Emeritus Prof Christopher May
@ChrisMayLA6@zirk.us

The workplace tussle over hybrid working continues to see managers demand workers be 'on site'; now 48% of firms are seeking full time attendance at the workplace (up from 27% two years ago) despite pretty clear evidence that hybrid working enhances worker well-being & has a positive impact on productivity (although less that 20% of firms/managers agree with that proposition).

Its just one more sign of rubbish managers' need to have staff present to 'manage' them!

#management #workers
h/t FT

David Chisnall (*Now with 50% more sarcasm!*)
@david_chisnall@infosec.exchange

@ChrisMayLA6@zirk.us

The furthest east person in my team is in Kuala Lumpur. The furthest West is in Ontario. One person in my team is in the same city as me. We go to the pub sometimes.

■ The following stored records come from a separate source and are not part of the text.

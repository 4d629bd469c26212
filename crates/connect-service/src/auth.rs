//! Registration, login and the admin bootstrap

use std::sync::Arc;

use serde::{Deserialize, Serialize};
use tracing::{info, instrument, warn};

use connect_auth::{AuthError, Caller, JwtService, PasswordHasher};
use connect_model::{ConnectError, ConnectResult, User, Validator};
use connect_rbac::Role;
use connect_store::Store;

const MIN_PASSWORD_LEN: usize = 6;

/// Registration form.
#[derive(Clone, Deserialize)]
pub struct RegisterParams {
    pub name: String,
    pub email: String,
    pub password: String,
    /// One of student, alumni, faculty. Defaults to student.
    #[serde(default)]
    pub role: Option<String>,
    #[serde(default)]
    pub batch: Option<String>,
    #[serde(default)]
    pub department: Option<String>,
}

impl std::fmt::Debug for RegisterParams {
    fn fmt(&self, f: &mut std::fmt::Formatter<'_>) -> std::fmt::Result {
        f.debug_struct("RegisterParams")
            .field("name", &self.name)
            .field("email", &self.email)
            .field("password", &"[REDACTED]")
            .field("role", &self.role)
            .finish_non_exhaustive()
    }
}

/// Login form.
#[derive(Clone, Deserialize)]
pub struct LoginParams {
    pub email: String,
    pub password: String,
}

impl std::fmt::Debug for LoginParams {
    fn fmt(&self, f: &mut std::fmt::Formatter<'_>) -> std::fmt::Result {
        f.debug_struct("LoginParams")
            .field("email", &self.email)
            .field("password", &"[REDACTED]")
            .finish()
    }
}

/// A user together with a freshly issued bearer token.
#[derive(Debug, Clone, Serialize)]
pub struct AuthSession {
    pub user: User,
    pub token: String,
}

/// Account lifecycle and credential checks.
#[derive(Debug, Clone)]
pub struct AuthService {
    store: Store,
    jwt: Arc<JwtService>,
    hasher: PasswordHasher,
}

impl AuthService {
    pub fn new(store: Store, jwt: Arc<JwtService>, hasher: PasswordHasher) -> Self {
        Self { store, jwt, hasher }
    }

    /// Create an account and sign it in.
    ///
    /// # Errors
    ///
    /// - `ValidationFailed` with every field problem joined
    /// - `Conflict` when the email is already registered
    #[instrument(skip(self, params), fields(email = %params.email))]
    pub async fn register(&self, params: RegisterParams) -> ConnectResult<AuthSession> {
        let role = validate_registration(&params)?;

        if self.store.user_by_email(&params.email).await.is_some() {
            return Err(ConnectError::Conflict(
                "User already exists with this email".to_string(),
            ));
        }

        let hash = self.hasher.hash(&params.password)?;
        let mut user = User::new(params.name, params.email, hash, role);
        user.batch = params.batch.filter(|b| !b.trim().is_empty());
        user.department = params.department.filter(|d| !d.trim().is_empty());

        let user = self.store.users.insert(user).await?;
        info!(user_id = %user.id, role = user.role.as_str(), "User registered");

        self.session(user)
    }

    /// Check credentials and issue a token.
    ///
    /// Unknown email and wrong password produce the same error.
    #[instrument(skip(self, params), fields(email = %params.email))]
    pub async fn login(&self, params: LoginParams) -> ConnectResult<AuthSession> {
        let mut v = Validator::new();
        v.email("email", &params.email)
            .required("password", &params.password);
        v.finish()?;

        let Some(user) = self.store.user_by_email(&params.email).await else {
            self.hasher.reject(&params.password);
            return Err(AuthError::InvalidCredentials.into());
        };

        if !self.hasher.verify(&params.password, &user.password_hash) {
            warn!(user_id = %user.id, "Login rejected: bad password");
            return Err(AuthError::InvalidCredentials.into());
        }

        info!(user_id = %user.id, "Login successful");
        self.session(user)
    }

    /// The caller's own record.
    pub async fn me(&self, caller: &Caller) -> ConnectResult<User> {
        self.store.users.get(caller.id).await
    }

    /// Ensure an admin account exists for `email`.
    ///
    /// An existing account with that email is left untouched.
    ///
    /// # Returns
    ///
    /// The admin created now, or `None` if the email was already taken
    #[instrument(skip(self, password))]
    pub async fn bootstrap_admin(
        &self,
        name: &str,
        email: &str,
        password: &str,
    ) -> ConnectResult<Option<User>> {
        if let Some(existing) = self.store.user_by_email(email).await {
            info!(
                user_id = %existing.id,
                role = existing.role.as_str(),
                "Bootstrap admin already present"
            );
            return Ok(None);
        }

        let mut v = Validator::new();
        v.min_length("password", password, MIN_PASSWORD_LEN);
        v.finish()?;

        let hash = self.hasher.hash(password)?;
        let admin = self
            .store
            .users
            .insert(User::new(name, email, hash, Role::Admin))
            .await?;
        info!(user_id = %admin.id, "Bootstrap admin created");
        Ok(Some(admin))
    }

    fn session(&self, user: User) -> ConnectResult<AuthSession> {
        let token = self.jwt.issue_token(user.id, user.role)?;
        Ok(AuthSession { user, token })
    }
}

fn validate_registration(params: &RegisterParams) -> ConnectResult<Role> {
    let mut v = Validator::new();
    v.length("name", params.name.trim(), 3, 80)
        .email("email", &params.email)
        .min_length("password", &params.password, MIN_PASSWORD_LEN);

    let role = match params.role.as_deref().map(str::trim).filter(|r| !r.is_empty()) {
        None => Some(Role::Student),
        Some(name) => Role::parse(name).filter(Role::is_self_assignable),
    };
    v.check(
        role.is_some(),
        "\"role\" must be one of [student, alumni, faculty]",
    );
    v.finish()?;

    Ok(role.unwrap_or(Role::Student))
}

#[cfg(test)]
mod tests {
    use super::*;

    fn params(role: Option<&str>) -> RegisterParams {
        RegisterParams {
            name: "Kabir Singh".into(),
            email: "kabir@bcet.ac.in".into(),
            password: "hunter22".into(),
            role: role.map(String::from),
            batch: None,
            department: None,
        }
    }

    #[test]
    fn test_role_defaults_to_student() {
        assert_eq!(validate_registration(&params(None)).unwrap(), Role::Student);
        assert_eq!(validate_registration(&params(Some(" Alumni "))).unwrap(), Role::Alumni);
    }

    #[test]
    fn test_privileged_roles_cannot_self_register() {
        for role in ["admin", "superadmin", "guest"] {
            let err = validate_registration(&params(Some(role))).unwrap_err();
            assert!(matches!(err, ConnectError::ValidationFailed(_)), "{role}");
        }
    }

    #[test]
    fn test_all_field_errors_reported() {
        let p = RegisterParams {
            name: "Al".into(),
            email: "nope".into(),
            password: "123".into(),
            ..params(None)
        };
        let msg = validate_registration(&p).unwrap_err().to_string();
        assert!(msg.contains("\"name\""));
        assert!(msg.contains("\"email\""));
        assert!(msg.contains("\"password\""));
    }

    #[tokio::test]
    async fn test_unknown_email_and_wrong_password_fail_alike() {
        let jwt = Arc::new(JwtService::with_secret("auth-unit-secret").unwrap());
        let auth = AuthService::new(Store::new(), jwt, PasswordHasher::new(4));
        auth.register(params(None)).await.unwrap();

        let login = |email: &str, password: &str| LoginParams {
            email: email.to_string(),
            password: password.to_string(),
        };
        let wrong_password = auth
            .login(login("kabir@bcet.ac.in", "hunter23"))
            .await
            .unwrap_err();
        let unknown_email = auth
            .login(login("nobody@bcet.ac.in", "hunter22"))
            .await
            .unwrap_err();

        assert_eq!(wrong_password.status_code(), 401);
        assert_eq!(wrong_password.to_string(), unknown_email.to_string());
        assert!(auth.login(login("KABIR@bcet.ac.in", "hunter22")).await.is_ok());
    }

    #[test]
    fn test_debug_redacts_password() {
        let debug = format!("{:?}", params(None));
        assert!(!debug.contains("hunter22"));
        assert!(debug.contains("[REDACTED]"));
    }
}
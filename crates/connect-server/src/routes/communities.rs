use axum::{extract::State, routing::{get, post}, Router};
use uuid::Uuid;

use connect_model::Community;
use connect_service::communities::{
    CommunityDetails, CommunityListing, CommunityPostParams, CreateCommunityParams,
};

use crate::error::ApiResult;
use crate::extract::{ApiJson, ApiPath, AuthUser};
use crate::response::Envelope;
use crate::state::AppState;

pub fn router() -> Router<AppState> {
    Router::new()
        .route("/", get(list).post(create))
        .route("/:id", get(show))
        .route("/:id/join", post(join))
        .route("/:id/leave", post(leave))
        .route("/:id/post", post(post_message))
}

async fn create(
    State(state): State<AppState>,
    AuthUser(caller): AuthUser,
    ApiJson(params): ApiJson<CreateCommunityParams>,
) -> ApiResult<Envelope<Community>> {
    let community = state.services.communities.create(&caller, params).await?;
    Ok(Envelope::created(community).with_message("Community created successfully"))
}

async fn list(State(state): State<AppState>, AuthUser(_): AuthUser) -> Envelope<Vec<CommunityListing>> {
    Envelope::list(state.services.communities.list().await)
}

async fn show(
    State(state): State<AppState>,
    AuthUser(_): AuthUser,
    ApiPath(id): ApiPath<Uuid>,
) -> ApiResult<Envelope<CommunityDetails>> {
    Ok(Envelope::ok(state.services.communities.get(id).await?))
}

async fn join(
    State(state): State<AppState>,
    AuthUser(caller): AuthUser,
    ApiPath(id): ApiPath<Uuid>,
) -> ApiResult<Envelope<CommunityDetails>> {
    let community = state.services.communities.join(&caller, id).await?;
    Ok(Envelope::ok(community).with_message("Joined community"))
}

async fn leave(
    State(state): State<AppState>,
    AuthUser(caller): AuthUser,
    ApiPath(id): ApiPath<Uuid>,
) -> ApiResult<Envelope<CommunityDetails>> {
    let community = state.services.communities.leave(&caller, id).await?;
    Ok(Envelope::ok(community).with_message("Left community"))
}

async fn post_message(
    State(state): State<AppState>,
    AuthUser(caller): AuthUser,
    ApiPath(id): ApiPath<Uuid>,
    ApiJson(params): ApiJson<CommunityPostParams>,
) -> ApiResult<Envelope<CommunityDetails>> {
    let community = state.services.communities.post(&caller, id, params).await?;
    Ok(Envelope::created(community).with_message("Post created"))
}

If you can’t manage a remote team, you can’t manage.

If you are hiring exclusively people who are willing and able to come into the office in a single city, you are excluding over 99% of candidates before you even see CVs. The probability of hiring the best people when you do that is vanishingly small.


Julian Schwarzenbach
@jschwa1@mastodonapp.uk

@david_chisnall@infosec.exchange @ChrisMayLA6@zirk.us One team I have been working with tried a more aggressive policy to get people to attend the office, but they had also reduced the amount of office space, so there were not enough meeting rooms, staff were based on different sites etc. So teams were still in online meetings, often sitting close to each other with one or two more remove.

David Chisnall (*Now with 50% more sarcasm!*)
@david_chisnall@infosec.exchange

@jschwa1@mastodonapp.uk @ChrisMayLA6@zirk.us

The RTO policies at Microsoft are driven by the same people who rebuilt most of the campus as 'team rooms' (open plan) to 'encourage collaboration' (in spite of all of the research showing that open plan is worse for collaboration). I last visited Redmond just before the start of the pandemic and the outcome was 100% predictable:
People wore noise-cancelling headphones in the team rooms to minimise distractions.
People avoided talking to each other in the team rooms to not disturb other folks.
People collaborated in the team rooms primarily by chatting on Teams.
People worked from home to avoid distractions and so occupancy in the team rooms was often 40% or lower.
People found it hard to book meeting rooms for discussions (which they now needed to because they couldn't do it in their offices) and so often did Teams meetings on days when everyone worked from home instead.